On Heels of IBM Victory, Laborers’ Union Pushes Forward On Corporate Accountability
IBM Agrees to Laborers’ Proposal to Expense Stock Options; Proposals at Sempra Energy, Community Health Systems Remain on Proxies.
IBM has agreed to a shareholder proposal submitted by a Laborers’ Union pension fund to begin expensing stock options to more accurately reflect the corporation’s earnings and impact of executive compensation.
The Laborers’ Local Union and District Council Pension Fund, which holds shares in IBM, submitted the proposal which appears on the Company’s proxy report and is scheduled to be voted on at IBM’s April 26th annual meeting.
After initially opposing the fund’s proposal, on April 5, IBM agreed to begin immediately expensing options.
Our funds have been submitting these proposals because we are aware of efforts by some companies to have Congress enact legislation which would overrule the Financial Accounting Standards Board decision to require option expensing,” said Laborers’ International Union General President Terence M. O’Sullivan. “We are pleased that IBM has now joined the ranks of companies that have agreed to expense options regardless of FASB requirements. The full impact of executive compensation on a corporation is of crucial importance to our pension funds and all shareholders.”
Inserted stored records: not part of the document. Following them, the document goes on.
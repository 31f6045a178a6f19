//! Asset buyer SDK.
//!
//! # Overview
//!
//! Sources signed orders for an asset pair from an injected
//! [`provider::OrderProvider`], caches them briefly to avoid redundant
//! network calls, and evaluates achievable buy prices over them.
//!
//! Use [`buyer::AssetBuyer`] as the entry point: [`buyer::AssetBuyer::get_buy_quote`]
//! walks the sourced orders greedily and returns best-case/worst-case cost
//! figures accounting for taker fees and a slippage buffer;
//! [`buyer::AssetBuyer::get_liquidity_for_asset_data`] reports raw available
//! volume.
//!
//! [`sim`] hosts the randomized staking-pool exercise driver, which shares
//! nothing with the buyer beyond the crate.
//!
//! See `./tests` for examples.
//!
//! # Limitations/follow-ups
//!
//! * No on-chain execution: quotes carry the signed orders so a downstream
//!   consumer can fill them, but submission is out of scope here.
//! * No network resilience: provider calls have no retries, timeouts or
//!   backpressure; a hung call blocks the enclosing task.
//! * The cache has no eviction beyond time-based staleness and no lock around
//!   check-then-fetch-then-store; see [`cache::OrderCache`] for the race
//!   policy.
//!
//! # Features
//!
//! | Feature | Default | Description |
//! | --- | --- | --- |
//! | `display` | yes | Enables [`tabled::Tabled`] implementations for order types. |

pub mod asset;
pub mod buyer;
pub mod cache;
pub mod calculate;
pub mod error;
pub mod num;
pub mod process;
pub mod provider;
pub mod sim;
pub mod types;

use alloy::primitives::{Address, Bytes, address};

/// Network the orders settle on.
///
/// Carries the well-known token addresses the buyer needs resolved: the
/// ether token quotes are denominated in and the fee token protocol fees are
/// paid in.
#[derive(Clone, Debug)]
pub struct Network {
    network_id: types::NetworkId,
    ether_token: Address,
    fee_token: Address,
}

impl Network {
    pub fn mainnet() -> Self {
        Self {
            network_id: 1,
            ether_token: address!("0xC02aaA39b223FE8D0A0e5C4F27eAD9083C756Cc2"),
            fee_token: address!("0xE41d2489571d322189246DaFA5ebDe1F4699F498"),
        }
    }

    pub fn custom(network_id: types::NetworkId, ether_token: Address, fee_token: Address) -> Self {
        Self { network_id, ether_token, fee_token }
    }

    pub fn network_id(&self) -> types::NetworkId { self.network_id }

    pub fn ether_token(&self) -> Address { self.ether_token }

    pub fn fee_token(&self) -> Address { self.fee_token }

    /// ERC-20 asset data of the ether token.
    pub fn ether_token_asset_data(&self) -> Bytes { asset::encode_erc20(self.ether_token) }

    /// ERC-20 asset data of the fee token.
    pub fn fee_token_asset_data(&self) -> Bytes { asset::encode_erc20(self.fee_token) }
}
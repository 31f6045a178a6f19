use alloy::primitives::U256;
use thiserror::Error;

/// Errors produced by the asset buyer.
///
/// Three families per the failure model:
/// * input validation (`InvalidAssetData`, `InvalidArgument`) - synchronous,
///   raised before any I/O is attempted;
/// * provider contract (`ProviderContract`) - the order provider returned data
///   it promised not to, fatal to the current call;
/// * liquidity (`AssetUnavailable`, `InsufficientLiquidity`,
///   `InsufficientFeeLiquidity`) - the sourced order set cannot satisfy the
///   request.
///
/// No variant is retried anywhere; all failures propagate to the caller.
#[derive(Debug, Error)]
pub enum BuyerError {
    /// Asset data does not decode under the ERC-20 asset-data encoding.
    #[error("invalid asset data: {0}")]
    InvalidAssetData(String),

    /// A caller-supplied argument is out of range or malformed.
    #[error("invalid argument: {0}")]
    InvalidArgument(String),

    /// The order provider returned a response violating its call contract,
    /// e.g. an order referencing an asset pair other than the requested one.
    #[error("order provider violated its contract: {0}")]
    ProviderContract(String),

    /// No orders exist for the requested asset pair.
    #[error("no orders are available for the requested asset pair")]
    AssetUnavailable,

    /// The fillable volume of the primary order set cannot cover the
    /// requested buy amount.
    #[error("insufficient liquidity: requested {requested}, fillable {available}")]
    InsufficientLiquidity { requested: U256, available: U256 },

    /// The fee order set cannot cover the fees owed for the fill.
    #[error("insufficient fee liquidity: fee owed {fee_owed}, fillable {available}")]
    InsufficientFeeLiquidity { fee_owed: U256, available: U256 },

    /// Transport-level failure talking to a remote order provider.
    #[error("order provider transport error: {0}")]
    Transport(String),
}

impl From<reqwest::Error> for BuyerError {
    fn from(err: reqwest::Error) -> Self { BuyerError::Transport(err.to_string()) }
}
The Laborers’ fund asserted in its shareholder proposal that the failure to expense stock options distorts earnings, promotes excessive use of options, understates the cost of executive compensation and promotes a short-term corporate strategy of boosting stock prices, rather than company value.
Expensing options is required under a new FASB rule scheduled to take effect later this year. However, many corporations and corporate associations continue to lobby Congress to reverse the new rule.
The union’s funds, among the most active in corporate governance, intend to continue efforts to immediately implement option expensing at three other corporations.
A proposal to expense options submitted by the Laborers National Pension Fund at Sempra Energy, a $9.5 billion San Diego-based operator of utilities, received a majority vote of shareholders on April 5, 2005. The Laborers’ Local Union and District Council Pension Fund has an expensing shareholder proposal pending at Chevron Texaco, a $155 billion energy and chemical corporation. And the Indiana State District Council of Laborers and Hod Carriers Pension Fund has placed a shareholder proposal to expense options on the proxy of Community Health Systems, a $3.3 billion provider of general hospital healthcare services based in Brentwood, Tennessee.